Fortunately, Mr. Lyss didn’t try to shake answers out of Nummy, like he sometimes did. Instead, the old man climbed into the open roofless trailer with the snowmobile and began examining the controls, all the while muttering to himself.
Nummy shuffled around the garage, looking at the tools hanging on the walls, the workbench with all its little drawers, several gasoline-company signs the Boze collected, and the spiderwebs here and there in corners. He didn’t like spiders at all. Charlotte in Charlotte’s Web was okay, she was nice, but she wasn’t a real spider, she was a story spider with a good heart. He hoped it was too cold for spiders now because real ones didn’t have good hearts.
Once, more years back than he could count, he came upon a web where a fly was stuck and a spider was eating it alive. Nummy felt awful for the fly because it didn’t know webs were sticky, it just didn’t know, it made one mistake, and now it was being eaten. The fly was hardly alive. Nummy was too late to save it. He turned away but couldn’t stop feeling awful for the fly. He felt awful all that day, way back when.

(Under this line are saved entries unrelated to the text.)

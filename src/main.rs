//! Contact agenda - terminal front-end.
//!
//! Reads commands from stdin, drives the [`AgendaController`] and prints the
//! current view after each one. Logs go to stderr.

use anyhow::Result;
use contact_agenda::client::{AgendaClient, AsyncAgendaClient, AsyncAgendaClientImpl};
use contact_agenda::commands::{Command, UnsavedDraft, HELP};
use contact_agenda::models::ContactDraft;
use contact_agenda::render::{render_field_errors, render_state};
use contact_agenda::repositories::{ContactRepository, RestContactRepository};
use contact_agenda::state::ViewMode;
use contact_agenda::{AgendaController, Config, ContactId, SubmitError};
use std::io::Write;
use std::sync::Arc;
use tokio::io::{AsyncBufReadExt, BufReader, Lines, Stdin};
use tracing::{error, info};
use tracing_subscriber::EnvFilter;

type Input = Lines<BufReader<Stdin>>;

#[tokio::main(flavor = "current_thread")]
async fn main() -> Result<()> {
    let config = match Config::from_env() {
        Ok(cfg) => cfg,
        Err(e) => {
            eprintln!("Failed to load configuration: {}", e);
            return Err(e.into());
        }
    };

    // RUST_LOG wins over LOG_LEVEL
    let filter = EnvFilter::try_from_default_env()
        .unwrap_or_else(|_| EnvFilter::new(&config.log_level));
    tracing_subscriber::fmt()
        .with_env_filter(filter)
        .with_writer(std::io::stderr)
        .init();

    info!("Starting contact agenda against {}", config.api_base_url);

    let client = Arc::new(AsyncAgendaClientImpl::new(AgendaClient::new(&config)))
        as Arc<dyn AsyncAgendaClient>;
    let repo = Arc::new(RestContactRepository::new(client)) as Arc<dyn ContactRepository>;
    let controller = AgendaController::new(repo, &config);

    // A failed load is shown as a page error; the session continues.
    if let Err(e) = controller.load().await {
        error!("Initial load failed: {}", e);
    }
    print!("{}", render_state(&controller.state().await));

    let mut input = BufReader::new(tokio::io::stdin()).lines();
    let mut unsaved: Option<UnsavedDraft> = None;

    while let Some(line) = read_line(&mut input, "> ").await? {
        let command = match line.parse::<Command>() {
            Ok(command) => command,
            Err(msg) => {
                println!("{}", msg);
                continue;
            }
        };

        match command {
            Command::Quit => break,
            Command::Help => {
                println!("{}", HELP);
                continue;
            }
            Command::List => controller.set_mode(ViewMode::List).await,
            Command::Reload => {
                if let Err(e) = controller.load().await {
                    error!("Reload failed: {}", e);
                }
            }
            Command::Mode(mode) => controller.set_mode(mode).await,
            Command::Add => {
                controller.cancel_edit().await;
                controller.set_mode(ViewMode::Create).await;
                let start = UnsavedDraft::resume_create(&mut unsaved).unwrap_or_default();
                if let Some(kept) = fill_and_submit(&controller, &mut input, None, start).await? {
                    unsaved = Some(kept);
                }
            }
            Command::Edit(id) => {
                let started = controller.start_edit(&id).await;
                match started {
                    Ok(stored) => {
                        let start = UnsavedDraft::resume_edit(&mut unsaved, &id).unwrap_or(stored);
                        let kept =
                            fill_and_submit(&controller, &mut input, Some(id), start).await?;
                        if let Some(kept) = kept {
                            unsaved = Some(kept);
                        }
                    }
                    Err(e) => println!("{}", e),
                }
            }
            Command::Cancel => controller.cancel_edit().await,
            Command::Delete(id) => {
                if let Err(e) = controller.delete(&id).await {
                    println!("{}", e);
                }
            }
            Command::Search(term) => controller.search(term).await,
            Command::Sort => controller.toggle_sort().await,
            Command::Page(n) => {
                controller.go_to_page(n).await;
            }
            Command::Next => {
                controller.next_page().await;
            }
            Command::Previous => {
                controller.previous_page().await;
            }
        }

        print!("{}", render_state(&controller.state().await));
    }

    info!("Contact agenda shutdown complete");
    Ok(())
}

/// Prompt for every field, re-prompting until the draft validates.
///
/// Returns the draft when the backend rejected it so the next `add`, or
/// `edit` of the same contact, can start from what the user typed.
async fn fill_and_submit(
    controller: &AgendaController,
    input: &mut Input,
    editing: Option<ContactId>,
    mut draft: ContactDraft,
) -> Result<Option<UnsavedDraft>> {
    loop {
        draft = match prompt_draft(input, draft).await? {
            Some(draft) => draft,
            None => return Ok(None),
        };

        match controller.submit(&draft).await {
            Ok(contact) => {
                controller.set_mode(ViewMode::List).await;
                println!("Saved #{} {}", contact.id, contact.name);
                return Ok(None);
            }
            Err(SubmitError::Invalid(errors)) => {
                println!("Please fix:\n{}", render_field_errors(&errors));
            }
            Err(e) => {
                println!("{}", e);
                return Ok(Some(UnsavedDraft::new(editing, draft)));
            }
        }
    }
}

/// Ask for each field. Empty input keeps the shown value, `-` clears it.
async fn prompt_draft(input: &mut Input, current: ContactDraft) -> Result<Option<ContactDraft>> {
    let mut draft = current;
    let fields: [(&str, &mut String); 5] = [
        ("Name", &mut draft.name),
        ("Phone", &mut draft.phone),
        ("Email", &mut draft.email),
        ("Company (optional)", &mut draft.company),
        ("Tag (optional)", &mut draft.tag),
    ];

    for (label, value) in fields {
        let prompt = format!("{} [{}]: ", label, value);
        let Some(line) = read_line(input, &prompt).await? else {
            return Ok(None);
        };
        if line == "-" {
            value.clear();
        } else if !line.is_empty() {
            *value = line;
        }
    }

    Ok(Some(draft))
}

async fn read_line(input: &mut Input, prompt: &str) -> Result<Option<String>> {
    print!("{}", prompt);
    std::io::stdout().flush()?;
    Ok(input.next_line().await?)
}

And later that evening, he realized why he was upset about the fly’s suffering. The little fly was dumb, and the spider was smart, making its sticky web, and so the dumb fly never had a chance. When he figured that out, Nummy told Grandmama about the fly, and he cried while he told her.
Grandmama listened to every word, she never cut him short, and then she said the fly wouldn’t want Nummy to cry for it. She said the fly led a happy life, just as free as any bird, exploring all day and always delighted by what it saw in the world, playing fly games, no need to work because it ate crumbs and other things that were free, and it didn’t have to have a house with all the upkeep that required. Meanwhile, the spider was always spinning webs, schemin
g, either working or lying in wait, which was just another kind of work. The spider couldn’t fly. It crouched in corners while flies flew. The spider could only watch flying things and envy them. The spider lived in shadows, darkness, but the fly’s life was full of light. Because it only ate flies and such, never a cookie crumb or a dropped bit of a candy bar, the spider never tasted anything sweet. The spider was proud about how smart it was, but when you really thought about the situation, the fly had all the fun. And even though the fly came to a terrible end, it didn’t know that such a thing could happen to it, and therefore it lived without worry. Because the spider knew what it did to flies, it also knew that some other creature might do the same to it, some toad or frog or bird. So the fly lived without worry and free and flying, while the ever-working spider lived in fear and shadows, crouched and wary or scuttling for cover.
After circling Officer Bozeman’s garage, Nummy saw no spiders in the webs or out of them, but he found the keys to the three vehicles on a Peg-Board by the open door to the kitchen. He knew which one was for the snowmobile because he’d seen the Boze use it. He took the key to Mr. Lyss, who was just climbing over the railing of the open trailer.
Accepting the key, pointing at the snowmobile, the old man said, “I think I’ve got this bugger figured out. But before we go scooting off into the storm of the damn century, let’s find some gloves and get your feet properly protected.”
Mr. Lyss led the way back into the house and into the sad piano music. Nummy reluctantly followed because he didn’t want to find a spider when he was alone in the garage.
Searching the bedroom closet, the old man found waterproof boots. Mr. Lyss was already wearing good boots, but Nummy had only shoes. Mr Lyss stuffed some of Officer Bozeman’s socks in the toes of the boots, and then they fit Nummy’s feet well enough.
“I won’t take these here boots,” Nummy said. “I’ll only borrow them.”